Labor Day is the unofficial end of summer. The first Monday in September is a federal holiday designated to recognize American workers. There’s no question we owe a lot to the front line who have kept us going during these challenging times. The declining unemployment rate is good news on the road to recovery and getting families on more steady ground.
Public schools, colleges, and universities have opened their doors. Many businesses have adopted a hybrid work plan for employees. Commutes are getting longer. Metro is a safe option after many months of renovations.
On Sept. 11, we will commemorate the 20th anniversary of the most heinous attack within our nation’s shores. The visions of that day are permanently embedded in our minds. We recall the shock and great sorrow of deep loss. At the same time, we saw unconditional bravery and selflessness. Out of the ashes, we rebuilt and remembered what a united country can achieve.

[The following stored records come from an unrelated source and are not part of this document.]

impl RenderOrchestrator {
    pub fn new(
        render: &RenderConfig,
        capture: &CaptureConfig,
        mut compositor: Box<dyn Compositor>,
        builder: Arc<CaptureSnapshotBuilder>,
        sink: Box<dyn CaptureSink>,
        host: Sender<HostEvent>,
    ) -> Self {
        let surface = Size::new(render.surface_width, render.surface_height);
        let orientation = Orientation::default();
        // Until the camera reports a preview size, the preview covers the surface
        let preview_size = surface;
        let viewport = viewport(surface, preview_size);
        let zone = capture_zone(viewport, orientation, capture.capture_ratio);
        compositor.resize(surface, viewport);

        Self {
            state: RenderState::Preview,
            compositor,
            builder,
            sink,
            host,
            validator: None,
            plugins: PluginRegistry::new(
                render.camera_plugins.clone(),
                render.preview_plugins.clone(),
                render.ui_plugins.clone(),
            ),
            zoom: Zoom::new(render.zoom_max, render.zoom_velocity),
            capture_ratio: capture.capture_ratio,
            surface,
            preview_size,
            orientation,
            viewport,
            zone,
            pending: Pending::default(),
            in_flight: None,
            done: None,
            preview: None,
            readbacks: 0,
        }
    }

    pub fn state(&self) -> RenderState {
        self.state
    }

    pub fn viewport(&self) -> Rect {
        self.viewport
    }

    /// Capture zone, relative to the viewport
    pub fn zone(&self) -> Rect {
        self.zone
    }

    pub fn orientation(&self) -> Orientation {
        self.orientation
    }

    pub fn zoom_factor(&self) -> f32 {
        self.zoom.factor()
    }

    pub fn plugins(&self) -> &PluginRegistry {
        &self.plugins
    }

    /// Latest CHANGE_CAPTURE snapshot
    pub fn preview_capture(&self) -> Option<&Capture> {
        self.preview.as_ref()
    }

    /// The accepted capture waiting for readback, or the validated one
    /// waiting for hand-off
    pub fn held_capture(&self) -> Option<&Capture> {
        self.in_flight.as_ref().or(self.done.as_ref())
    }

    /// Number of zone readbacks performed so far
    pub fn readbacks(&self) -> u64 {
        self.readbacks
    }

    fn transition(&mut self, next: RenderState) {
        if !self.state.can_transition_to(next) {
            warn!("Unexpected render transition {:?} -> {:?}", self.state, next);
        }
        debug!("Render state {:?} -> {:?}", self.state, next);
        self.state = next;
    }

    fn stamp(&self, capture: &mut Capture) {
        capture.plugin_id.clear();
        capture
            .plugin_id
            .push_str(self.plugins.active(PluginKind::Preview));
        capture.width = self.zone.width;
        capture.height = self.zone.height;
    }

    pub fn handle(&mut self, message: RenderMessage) -> ControlFlow<()> {
        match message {
            RenderMessage::ConnectValidator(validator) => {
                info!("Validator connected");
                self.validator = Some(validator);
            }
            RenderMessage::OrientationChange(orientation) => {
                self.pending.orientation = Some(orientation);
            }
            RenderMessage::Shutdown => return ControlFlow::Break(()),
            RenderMessage::ChangeCameraPlugin(id) => self.pending.camera_plugin = Some(id),
            RenderMessage::ChangePreviewSize(size) => self.pending.preview_size = Some(size),
            RenderMessage::ChangePreviewPlugin(id) => self.pending.preview_plugin = Some(id),
            RenderMessage::ChangeZoom(state) => self.pending.zoom = Some(state),
            RenderMessage::ChangeCapture(mut capture) => {
                self.stamp(&mut capture);
                capture.validation = ValidationState::Wait;
                if let Some(previous) = self.preview.replace(capture) {
                    self.builder.recycle(previous);
                }
            }
            RenderMessage::CaptureNextFrame(capture) => self.on_capture_next_frame(capture),
            RenderMessage::ValidationResult(capture) => self.on_validation_result(capture),
        }
        ControlFlow::Continue(())
    }

    fn on_capture_next_frame(&mut self, mut capture: Capture) {
        if self.state != RenderState::Preview {
            debug!("Capture request while {:?}, dropping", self.state);
            self.builder.recycle(capture);
            return;
        }
        if !self.builder.begin_validation() {
            self.builder.recycle(capture);
            return;
        }

        self.stamp(&mut capture);
        capture.validation = ValidationState::InProgress;
        self.in_flight = Some(capture);
        self.transition(RenderState::CaptureNextFrame);
    }

    fn on_validation_result(&mut self, mut capture: Capture) {
        if self.state != RenderState::ValidationInProgress {
            warn!(
                "Validation result while {:?}, discarding {:?}",
                self.state, capture
            );
            self.builder.recycle(capture);
            return;
        }

        if capture.validation == ValidationState::Succeeded {
            info!("Capture validated: {:?}", capture);
            self.done = Some(capture);
            self.transition(RenderState::ValidationDone);
        } else {
            debug!("Capture rejected: {:?}", capture);
            capture.validation = ValidationState::Wait;
            self.builder.recycle(capture);
            self.builder.end_validation();
            self.transition(RenderState::Preview);
        }
    }

    fn apply_pending(&mut self) {
        let pending = std::mem::take(&mut self.pending);

        if let Some(id) = pending.camera_plugin {
            self.plugins.select(PluginKind::Camera, &id);
        }
        if let Some(id) = pending.preview_plugin {
            self.plugins.select(PluginKind::Preview, &id);
        }
        if let Some(state) = pending.zoom {
            self.zoom.set_state(state);
        }

        let mut resized = false;
        if let Some(size) = pending.preview_size {
            if size != self.preview_size && !size.is_empty() {
                self.preview_size = size;
                resized = true;
            }
        }
        let mut rotated = false;
        if let Some(orientation) = pending.orientation {
            if orientation != self.orientation {
                self.orientation = orientation;
                rotated = true;
            }
        }

        if resized {
            self.viewport = viewport(self.surface, self.preview_size);
            self.compositor.resize(self.surface, self.viewport);
        }
        if resized || rotated {
            self.zone = capture_zone(self.viewport, self.orientation, self.capture_ratio);
            debug!(
                "Viewport {:?}, capture zone {:?} ({}°)",
                self.viewport,
                self.zone,
                self.orientation.degrees()
            );
        }
    }

    /// Capture zone in surface coordinates
    fn zone_on_surface(&self) -> Rect {
        Rect::new(
            self.viewport.x + self.zone.x,
            self.viewport.y + self.zone.y,
            self.zone.width,
            self.zone.height,
        )
    }

    /// Renders one frame and advances the capture state machine
    pub fn tick(&mut self) -> ControlFlow<()> {
        if self.state == RenderState::Error {
            return ControlFlow::Break(());
        }
        let started = Instant::now();

        let zoom = if self.state == RenderState::Preview {
            self.apply_pending();
            self.zoom.step()
        } else {
            self.zoom.factor()
        };

        let viewport = self.viewport;
        let orientation = self.orientation;
        let camera = self.plugins.active(PluginKind::Camera).to_string();
        self.compositor
            .draw(PluginKind::Camera, &camera, viewport, orientation, zoom);

        if self.state == RenderState::CaptureNextFrame {
            self.read_back();
        }

        let preview = self.plugins.active(PluginKind::Preview).to_string();
        self.compositor
            .draw(PluginKind::Preview, &preview, viewport, orientation, zoom);

        if self.state == RenderState::ValidationDone {
            self.hand_off();
        }

        let ui = self.plugins.active(PluginKind::Ui).to_string();
        let zone = self.zone_on_surface();
        self.compositor
            .draw(PluginKind::Ui, &ui, zone, orientation, zoom);

        if !self.compositor.present() {
            error!("Failed to present frame, shutting down");
            self.transition(RenderState::Error);
            let _ = self.host.send(HostEvent::SystemError {
                source: ActorKind::Renderer,
                error: PipelineError::Presentation,
            });
            if let Some(validator) = &self.validator {
                let _ = validator.send(ValidatorMessage::Shutdown);
            }
            return ControlFlow::Break(());
        }

        metrics::histogram!("render_time_us").record(started.elapsed().as_micros() as f64);
        ControlFlow::Continue(())
    }

    /// Runs once per CAPTURE_NEXT_FRAME entry: the state leaves
    /// CAPTURE_NEXT_FRAME whatever the outcome.
    #[instrument(skip(self), fields(zone = ?self.zone))]
    fn read_back(&mut self) {
        let Some(mut capture) = self.in_flight.take() else {
            warn!("No capture to read back");
            self.abandon(None);
            return;
        };

        let zone = self.zone;
        let buffers = self.builder.buffers().clone();
        let mut pixels = buffers.acquire(zone.rgba_len());

        let started = Instant::now();
        if let Err(e) = self.compositor.read_pixels(zone, &mut pixels) {
            warn!("Readback failed: {}", e);
            buffers.release(pixels);
            self.abandon(Some(capture));
            return;
        }
        self.readbacks += 1;
        metrics::histogram!("readback_time_us").record(started.elapsed().as_micros() as f64);

        capture.pixels = Some(pixels);
        let Some(validator) = &self.validator else {
            warn!("No validator connected, dropping capture");
            self.abandon(Some(capture));
            return;
        };

        match validator.send(ValidatorMessage::ValidationRequest(capture)) {
            Ok(()) => self.transition(RenderState::ValidationInProgress),
            Err(flume::SendError(message)) => {
                warn!("Validator gone, dropping capture");
                match message {
                    ValidatorMessage::ValidationRequest(capture) => self.abandon(Some(capture)),
                    ValidatorMessage::Shutdown => self.abandon(None),
                }
            }
        }
    }

    /// Gives up on the in-flight capture and frees the validation slot
    fn abandon(&mut self, capture: Option<Capture>) {
        if let Some(capture) = capture {
            self.builder.recycle(capture);
        }
        self.builder.end_validation();
        self.transition(RenderState::Preview);
    }

    fn hand_off(&mut self) {
        if let Some(capture) = self.done.take() {
            self.sink.accept(capture);
        }
        self.builder.end_validation();
        self.transition(RenderState::Preview);
    }

    /// Releases the compositor and every capture still held here
    pub fn shutdown(&mut self) {
        for capture in [self.in_flight.take(), self.done.take(), self.preview.take()]
            .into_iter()
            .flatten()
        {
            self.builder.recycle(capture);
        }
        if matches!(
            self.state,
            RenderState::CaptureNextFrame
                | RenderState::ValidationInProgress
                | RenderState::ValidationDone
        ) {
            self.builder.end_validation();
        }
        self.compositor.release();
        info!("Renderer released after {} readbacks", self.readbacks);
    }

    /// Message loop with a compositor tick every `interval`. Ticks are due
    /// even while messages keep arriving. Captures still queued on exit go
    /// back to the pool.
    pub fn run(mut self, mailbox: Receiver<RenderMessage>, interval: Duration) {
        info!("Renderer running, frame interval {:?}", interval);
        let mut next_tick = Instant::now() + interval;

        loop {
            let now = Instant::now();
            if now >= next_tick {
                if self.tick().is_break() {
                    break;
                }
                next_tick += interval;
                if next_tick <= now {
                    next_tick = now + interval;
                }
                continue;
            }

            match mailbox.recv_deadline(next_tick) {
                Ok(message) => {
                    if self.handle(message).is_break() {
                        break;
                    }
                }
                Err(RecvTimeoutError::Timeout) => {}
                Err(RecvTimeoutError::Disconnected) => {
                    warn!("Renderer mailbox closed");
                    break;
                }
            }
        }

        for message in mailbox.drain() {
            if let RenderMessage::CaptureNextFrame(capture)
            | RenderMessage::ChangeCapture(capture)
            | RenderMessage::ValidationResult(capture) = message
            {
                self.builder.recycle(capture);
            }
        }
        self.shutdown();
    }

    /// Runs the orchestrator on its own thread
    pub fn spawn(
        self,
        mailbox: Receiver<RenderMessage>,
        handle: Sender<RenderMessage>,
        interval: Duration,
    ) -> Result<JoinHandle<()>> {
        let host = self.host.clone();
        thread::Builder::new()
            .name("capture-renderer".into())
            .spawn(move || {
                let _ = host.send(HostEvent::ConnectRenderer(handle));
                self.run(mailbox, interval);
                let _ = host.send(HostEvent::Stopped(ActorKind::Renderer));
            })
            .map_err(|e| PipelineError::Spawn("renderer", e.to_string()))
    }
}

Since taking office, President Biden has led the nation in the effort to achieve herd immunity. Going into summer, we thought that masks would have been history but the Delta variant is generating yet another surge. This virus has been merciless and humbling. Covid-19 has attacked all ages and ethnic groups. It is finding enough unvaccinated victims to mutate and spread. The debate continues over the merits of following CDC guidelines that include wearing masks indoors at work and school. Being highly transmissible, it makes sense to follow the proven effective protocols to minimize exposure and transmission. After 18 months of unprecedented hospitalizations and deaths, it’s time to embrace the science and data going into the traditional flu season, period.
2020 presented serious challenges to learning. Our elementary and middle school kids have suffered in many ways from this pandemic, and learning loss is at the top of that notorious list. From an academic standpoint, the Department of Education has released performance results from the Standards of Learning tests. Student performance in reading, math, and science has dropped significantly.
Last month, we met for another special session to revisit the budget and disburse American Rescue Plan Act funds. Of note, funding was allocated to keep kids and their teachers safe and address learning loss. I strongly supported this action, which is more than wishful thinking.
The US evacuation from Afghanistan is now complete. Northern Virginia is providing support to Afghan refugees fleeing the war-torn country. The Dulles Expo Center is serving as the site where refugees stay for a day, on average, before heading to their next destination. There are numerous religious-based social services groups helping these refugees resettle. Personal care and food donations are needed.
Virginia is heading into the final lap for the Nov. 2 statewide elections. Through the efforts of the current Democratic trifecta, Virginians have options without voter suppression hurdles. In-person early voting begins on Sept. 17 at local registrar offices. Acceptable forms of identification must be presented at the time of voting. Absentee voting does not require an excuse. Applications for ballots can be done online at the State Board of Elections website.
Another legislative plus is the ban on weapons in polling places. Imagine that — elections without intimidation or “acceptable excuses.” I am supporting the Democratic ticket that includes Terry McAuliffe, Hala Ayala, and Mark Herring. I’ve served under Governor McAuliffe and with both Mark Herring and Del. Ayala. Under Terry’s leadership, we enjoyed a robust economy, set the stage for providing access to affordable healthcare for hundreds of thousands Virginians, and started serious gun violence prevention initiatives. We know what this team is about and capable of doing.
The census data has finally been released. The Commonwealth’s population is shifting to the “golden crescent” of Northern Virginia, Greater Richmond, the Hampton Roads and Virginia Beach areas with a decrease in rural communities. The Redistricting Commission is on a fast track to provide new maps for legislative and congressional districts. They recently voted to scrap the old maps and start with a clean slate. The maps will need to be approved by the General Assembly. That could prove to be the bigger challenge in this process.
Best of luck to all of our young scholars as they return to the classroom this month.